| Records shown |
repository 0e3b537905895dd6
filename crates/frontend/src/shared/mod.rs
pub mod api_utils;
pub mod config;
pub mod i18n;
pub mod icons;
pub mod modal_frame;
pub mod notifications;
use crate::layout::global_context::AppGlobalContext;
use crate::routes::routes::AppRoutes;
use crate::shared::config::FrontendConfig;
use crate::shared::notifications::NotificationService;
use leptos::prelude::*;

#[component]
pub fn App() -> impl IntoView {
    let config = FrontendConfig::current();

    // Provide the AppGlobalContext store to the whole app via context.
    provide_context(AppGlobalContext::new(&config));

    // Toasts for every page
    provide_context(NotificationService::new(&config));

    view! {
        <AppRoutes />
    }
}
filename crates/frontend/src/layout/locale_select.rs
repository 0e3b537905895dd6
use crate::layout::global_context::AppGlobalContext;
use crate::shared::i18n::Locale;
use leptos::prelude::*;

const LOCALES: [(Locale, &str); 3] = [
    (Locale::Tm, "Türkmençe"),
    (Locale::Ru, "Русский"),
    (Locale::En, "English"),
];

/// Interface language switcher in the top header
#[component]
pub fn LocaleSelect() -> impl IntoView {
    let ctx = use_context::<AppGlobalContext>().expect("AppGlobalContext context not found");

    view! {
        <select
            class="form__select locale-select"
            prop:value=move || ctx.locale.get().code()
            on:change=move |ev| {
                if let Some(locale) = Locale::from_code(&event_target_value(&ev)) {
                    ctx.set_locale(locale);
                }
            }
        >
            {LOCALES
                .iter()
                .map(|(locale, label)| view! { <option value=locale.code()>{*label}</option> })
                .collect_view()}
        </select>
    }
}
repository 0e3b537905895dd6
pub mod edit;
pub mod list;
pub mod global_context;
pub mod locale_select;
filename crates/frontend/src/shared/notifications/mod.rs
//! Toast notifications
//!
//! `NotificationService` is provided once at the app root; any component can
//! push a success or error toast. `NotificationHost` renders the stack.

use crate::shared::config::FrontendConfig;
use crate::shared::icons::icon;
use gloo_timers::future::TimeoutFuture;
use leptos::prelude::*;
use wasm_bindgen_futures::spawn_local;

#[derive(Debug, Clone, Copy, PartialEq, Eq)]
pub enum NotificationKind {
    Success,
    Error,
}

#[derive(Debug, Clone, PartialEq, Eq)]
pub struct Notification {
    pub id: u64,
    pub kind: NotificationKind,
    pub message: String,
}

/// Ordered toast list, oldest first
#[derive(Debug, Clone, PartialEq, Eq)]
pub struct NotificationQueue {
    items: Vec<Notification>,
    next_id: u64,
}

impl Default for NotificationQueue {
    fn default() -> Self {
        Self {
            items: Vec::new(),
            next_id: 1,
        }
    }
}

impl NotificationQueue {
    pub fn push(&mut self, kind: NotificationKind, message: impl Into<String>) -> u64 {
        let id = self.next_id;
        self.next_id += 1;
        self.items.push(Notification {
            id,
            kind,
            message: message.into(),
        });
        id
    }

    /// Returns false if the toast was already gone
    pub fn dismiss(&mut self, id: u64) -> bool {
        let before = self.items.len();
        self.items.retain(|n| n.id != id);
        self.items.len() != before
    }

    pub fn items(&self) -> &[Notification] {
        &self.items
    }

}

#[derive(Clone, Copy)]
pub struct NotificationService {
    queue: RwSignal<NotificationQueue>,
    timeout_ms: u32,
}

impl NotificationService {
    pub fn new(config: &FrontendConfig) -> Self {
        Self {
            queue: RwSignal::new(NotificationQueue::default()),
            timeout_ms: config.toast_timeout_ms,
        }
    }

    pub fn notify(&self, kind: NotificationKind, message: impl Into<String>) {
        self.push(kind, message.into());
    }

    pub fn dismiss(&self, id: u64) {
        self.queue.update(|q| {
            q.dismiss(id);
        });
    }

    fn push(&self, kind: NotificationKind, message: String) {
        let mut id = 0;
        self.queue.update(|q| id = q.push(kind, message));

        let svc = *self;
        let timeout_ms = self.timeout_ms;
        spawn_local(async move {
            TimeoutFuture::new(timeout_ms).await;
            svc.dismiss(id);
        });
    }
}

/// Fixed bottom-right toast stack
#[component]
pub fn NotificationHost() -> impl IntoView {
    let svc = use_context::<NotificationService>()
        .expect("NotificationService not provided in context");

    view! {
        <div class="toast-stack" style="position: fixed; bottom: 20px; right: 20px; z-index: 2000; display: flex; flex-direction: column; gap: 8px;">
            <For
                each=move || svc.queue.get().items().to_vec()
                key=|n| n.id
                children=move |n| {
                    let id = n.id;
                    let class = match n.kind {
                        NotificationKind::Success => "toast toast--success",
                        NotificationKind::Error => "toast toast--error",
                    };
                    view! {
                        <div class=class role="status">
                            <span class="toast__message">{n.message}</span>
                            <button class="button button--icon toast__close" on:click=move |_| svc.dismiss(id)>
                                {icon("x")}
                            </button>
                        </div>
                    }
                }
            />
        </div>
    }
}

#[cfg(test)]
mod tests {
    use super::*;

    #[test]
    fn test_push_assigns_increasing_ids() {
        let mut q = NotificationQueue::default();
        let a = q.push(NotificationKind::Success, "saved");
        let b = q.push(NotificationKind::Error, "failed");
        assert!(b > a);
        assert_eq!(q.items().len(), 2);
        assert_eq!(q.items()[0].message, "saved");
        assert_eq!(q.items()[1].kind, NotificationKind::Error);
    }

    #[test]
    fn test_dismiss() {
        let mut q = NotificationQueue::default();
        let a = q.push(NotificationKind::Success, "one");
        let b = q.push(NotificationKind::Success, "two");
        assert!(q.dismiss(a));
        assert!(!q.dismiss(a));
        assert_eq!(q.items().len(), 1);
        assert_eq!(q.items()[0].id, b);
        assert!(q.dismiss(b));
        assert!(q.items().is_empty());
    }
}
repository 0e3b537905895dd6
use crate::shared::config::{save_locale, FrontendConfig};
use crate::shared::i18n::Locale;
use contracts::shared::item_status::ItemStatusCatalog;
use leptos::prelude::*;

/// App-wide settings shared by the admin pages.
///
/// Pages read it and hand values down to dialogs as explicit props.
#[derive(Clone, Copy)]
pub struct AppGlobalContext {
    pub locale: RwSignal<Locale>,
    pub item_status: RwSignal<Vec<String>>,
}

impl AppGlobalContext {
    pub fn new(config: &FrontendConfig) -> Self {
        Self {
            locale: RwSignal::new(config.locale),
            item_status: RwSignal::new(ItemStatusCatalog::default().item_status),
        }
    }

    pub fn set_locale(&self, locale: Locale) {
        log::info!("locale -> {}", locale.code());
        save_locale(locale);
        self.locale.set(locale);
    }
}
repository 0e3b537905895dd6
pub mod aggregate;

| What the exercise asks |
Show all lines in the preceding material that have "right" in them.

| Response for this exercise |
/// Fixed bottom-right toast stack
        <div class="toast-stack" style="position: fixed; bottom: 20px; right: 20px; z-index: 2000; display: flex; flex-direction: column; gap: 8px;">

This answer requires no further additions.